Required action: Your answer should be an exact copy of the lines from the start of the entries to the line containing "#[derive(Debug, Clone, Serialize, Deserialize, PartialEq, Eq)]", both included.

=== Begin Enclosure ===

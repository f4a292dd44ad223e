//! Evidence Image Data Structure
//!
//! A photographic attachment captured on the device. The ID is generated
//! locally from the owning result ID and the capture timestamp, which keeps
//! it unique per device without coordinating with the remote system. After
//! creation only the sync processor touches an image, to set the uploaded
//! flag and permanent URL once the remote upload confirms.

use chrono::{DateTime, Utc};
use serde::{Deserialize, Serialize};
use uuid::Uuid;

/// A locally captured evidence photo
#[derive(Debug, Clone, Serialize, Deserialize, PartialEq, Eq)]
pub struct EvidenceImage {
    /// Locally generated ID: `{result_id}-{capture millis}`
    pub id: String,
    /// Owning audit result ID
    pub result_id: Uuid,
    /// Owning project ID, used to build the remote storage path
    pub project_id: Uuid,
    /// Raw image bytes
    pub bytes: Vec<u8>,
    /// Whether the remote upload has been confirmed
    pub uploaded: bool,
    /// Permanent remote URL, set once uploaded
    pub remote_url: Option<String>,
    /// Capture timestamp
    pub created_at: DateTime<Utc>,
}

impl EvidenceImage {
    /// Create a new, not-yet-uploaded evidence image
    pub fn new(result_id: Uuid, project_id: Uuid, bytes: Vec<u8>) -> Self {
        let created_at = Utc::now();
        Self {
            id: format!("{}-{}", result_id, created_at.timestamp_millis()),
            result_id,
            project_id,
            bytes,
            uploaded: false,
            remote_url: None,
            created_at,
        }
    }

    /// Remote storage path for this image
    pub fn storage_path(&self) -> String {
        format!(
            "projects/{}/results/{}/{}.jpg",
            self.project_id, self.result_id, self.id
        )
    }
}
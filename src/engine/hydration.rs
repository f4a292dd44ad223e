//! Hydration Service
//!
//! One-shot bulk download of a project's remote state into the local
//! store, run before a device goes to the field. Remote state is
//! authoritative at hydration time: entries are overwritten by put, not
//! merged. The overwrite is not transactional across entities; a failed
//! hydration may leave a partial snapshot, which the next successful run
//! repairs.

use crate::engine::SyncEngine;
use crate::shared::error::SyncError;
use uuid::Uuid;

/// What a hydration run downloaded
#[derive(Debug, Clone, Default, PartialEq, Eq)]
pub struct HydrationReport {
    /// Checklists written to the local store
    pub checklists: usize,
    /// Audit results written to the local store
    pub results: usize,
}

impl SyncEngine {
    /// Download a project's full audit data for offline use
    ///
    /// Requires connectivity (`SyncError::Offline` otherwise, nothing is
    /// queued) and the sync gate (`SyncError::Busy` while a drain or
    /// another hydration is in flight).
    pub async fn hydrate_project(&self, project_id: Uuid) -> Result<HydrationReport, SyncError> {
        if !self.network().is_online() {
            return Err(SyncError::Offline);
        }
        let Some(_guard) = self.gate().try_acquire() else {
            return Err(SyncError::Busy);
        };

        tracing::info!("hydrating project {}", project_id);
        let snapshot = self
            .remote_call(self.remote().get_project_full_audit_data(project_id))
            .await?;

        self.store().put_project(&snapshot.project).await?;

        let mut report = HydrationReport::default();
        for entry in &snapshot.checklists {
            self.store().put_checklist(&entry.checklist).await?;
            report.checklists += 1;
            for result in &entry.results {
                self.store().put_result(result).await?;
                report.results += 1;
            }
        }

        tracing::info!(
            "hydrated project {}: {} checklists, {} results",
            project_id,
            report.checklists,
            report.results
        );
        Ok(report)
    }
}
//! Local Audit Result Operations
//!
//! CRUD for the findings an auditor records offline. The photo list is a
//! JSON column of permanent URLs; URLs only appear there after the owning
//! evidence image has been confirmed uploaded.

use crate::engine::local_db::LocalStore;
use crate::shared::audit::{AuditResult, AuditStatus};
use sqlx::{Result as SqlxResult, Row};
use uuid::Uuid;

/// Result type alias for audit result operations
pub type Result<T> = SqlxResult<T>;

impl LocalStore {
    /// Store an audit result, replacing any existing row
    pub async fn put_result(&self, result: &AuditResult) -> Result<()> {
        let photos = serde_json::to_string(&result.photos)
            .map_err(|e| sqlx::Error::Protocol(format!("photo list encode: {}", e)))?;

        sqlx::query(
            "INSERT OR REPLACE INTO audit_results (
                id, project_id, checklist_id, item_id, status, comment, photos, updated_at
            ) VALUES (?, ?, ?, ?, ?, ?, ?, ?)",
        )
        .bind(result.id.to_string())
        .bind(result.project_id.to_string())
        .bind(result.checklist_id.to_string())
        .bind(result.item_id.to_string())
        .bind(result.status.as_str())
        .bind(&result.comment)
        .bind(photos)
        .bind(result.updated_at)
        .execute(self.pool())
        .await?;

        Ok(())
    }

    /// Get an audit result by ID
    pub async fn get_result(&self, result_id: Uuid) -> Result<Option<AuditResult>> {
        let row = sqlx::query(
            "SELECT id, project_id, checklist_id, item_id, status, comment, photos, updated_at
             FROM audit_results
             WHERE id = ?",
        )
        .bind(result_id.to_string())
        .fetch_optional(self.pool())
        .await?;

        match row {
            Some(row) => Ok(Some(row_to_result(&row)?)),
            None => Ok(None),
        }
    }

    /// Get all results for a checklist
    pub async fn list_checklist_results(&self, checklist_id: Uuid) -> Result<Vec<AuditResult>> {
        let rows = sqlx::query(
            "SELECT id, project_id, checklist_id, item_id, status, comment, photos, updated_at
             FROM audit_results
             WHERE checklist_id = ?
             ORDER BY updated_at ASC",
        )
        .bind(checklist_id.to_string())
        .fetch_all(self.pool())
        .await?;

        let mut results = Vec::new();
        for row in rows {
            results.push(row_to_result(&row)?);
        }

        Ok(results)
    }

    /// Delete an audit result (explicit eviction only)
    pub async fn delete_result(&self, result_id: Uuid) -> Result<()> {
        sqlx::query("DELETE FROM audit_results WHERE id = ?")
            .bind(result_id.to_string())
            .execute(self.pool())
            .await?;
        Ok(())
    }
}

fn row_to_result(row: &sqlx::sqlite::SqliteRow) -> Result<AuditResult> {
    let parse = |field: &str, value: String| {
        Uuid::parse_str(&value)
            .map_err(|e| sqlx::Error::Protocol(format!("invalid {}: {}", field, e)))
    };

    let status: String = row.try_get("status")?;
    let photos: String = row.try_get("photos")?;
    let photos: Vec<String> = serde_json::from_str(&photos)
        .map_err(|e| sqlx::Error::Protocol(format!("photo list decode: {}", e)))?;

    Ok(AuditResult {
        id: parse("result id", row.try_get("id")?)?,
        project_id: parse("project id", row.try_get("project_id")?)?,
        checklist_id: parse("checklist id", row.try_get("checklist_id")?)?,
        item_id: parse("item id", row.try_get("item_id")?)?,
        status: AuditStatus::from_str(&status),
        comment: row.try_get("comment")?,
        photos,
        updated_at: row.try_get("updated_at")?,
    })
}

#[cfg(test)]
mod tests {
    use super::*;

    #[tokio::test]
    async fn test_result_roundtrip() {
        let dir = tempfile::tempdir().unwrap();
        let store = LocalStore::open(dir.path().join("local.db")).await.unwrap();

        let mut result = AuditResult::new(Uuid::new_v4(), Uuid::new_v4(), Uuid::new_v4());
        result.status = AuditStatus::Failed;
        result.comment = Some("guard rail missing".to_string());
        result.photos = vec!["https://storage/audit/1.jpg".to_string()];
        store.put_result(&result).await.unwrap();

        let loaded = store.get_result(result.id).await.unwrap().unwrap();
        assert_eq!(loaded, result);
    }

    #[tokio::test]
    async fn test_list_checklist_results() {
        let dir = tempfile::tempdir().unwrap();
        let store = LocalStore::open(dir.path().join("local.db")).await.unwrap();

        let checklist_id = Uuid::new_v4();
        for _ in 0..3 {
            let result = AuditResult::new(Uuid::new_v4(), checklist_id, Uuid::new_v4());
            store.put_result(&result).await.unwrap();
        }
        store
            .put_result(&AuditResult::new(
                Uuid::new_v4(),
                Uuid::new_v4(),
                Uuid::new_v4(),
            ))
            .await
            .unwrap();

        let listed = store.list_checklist_results(checklist_id).await.unwrap();
        assert_eq!(listed.len(), 3);
    }
}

=== End Enclosure ===

Result of this task:
repository f4a292dd44ad223e
//! Evidence Image Data Structure
//!
//! A photographic attachment captured on the device. The ID is generated
//! locally from the owning result ID and the capture timestamp, which keeps
//! it unique per device without coordinating with the remote system. After
//! creation only the sync processor touches an image, to set the uploaded
//! flag and permanent URL once the remote upload confirms.

use chrono::{DateTime, Utc};
use serde::{Deserialize, Serialize};
use uuid::Uuid;

/// A locally captured evidence photo
#[derive(Debug, Clone, Serialize, Deserialize, PartialEq, Eq)]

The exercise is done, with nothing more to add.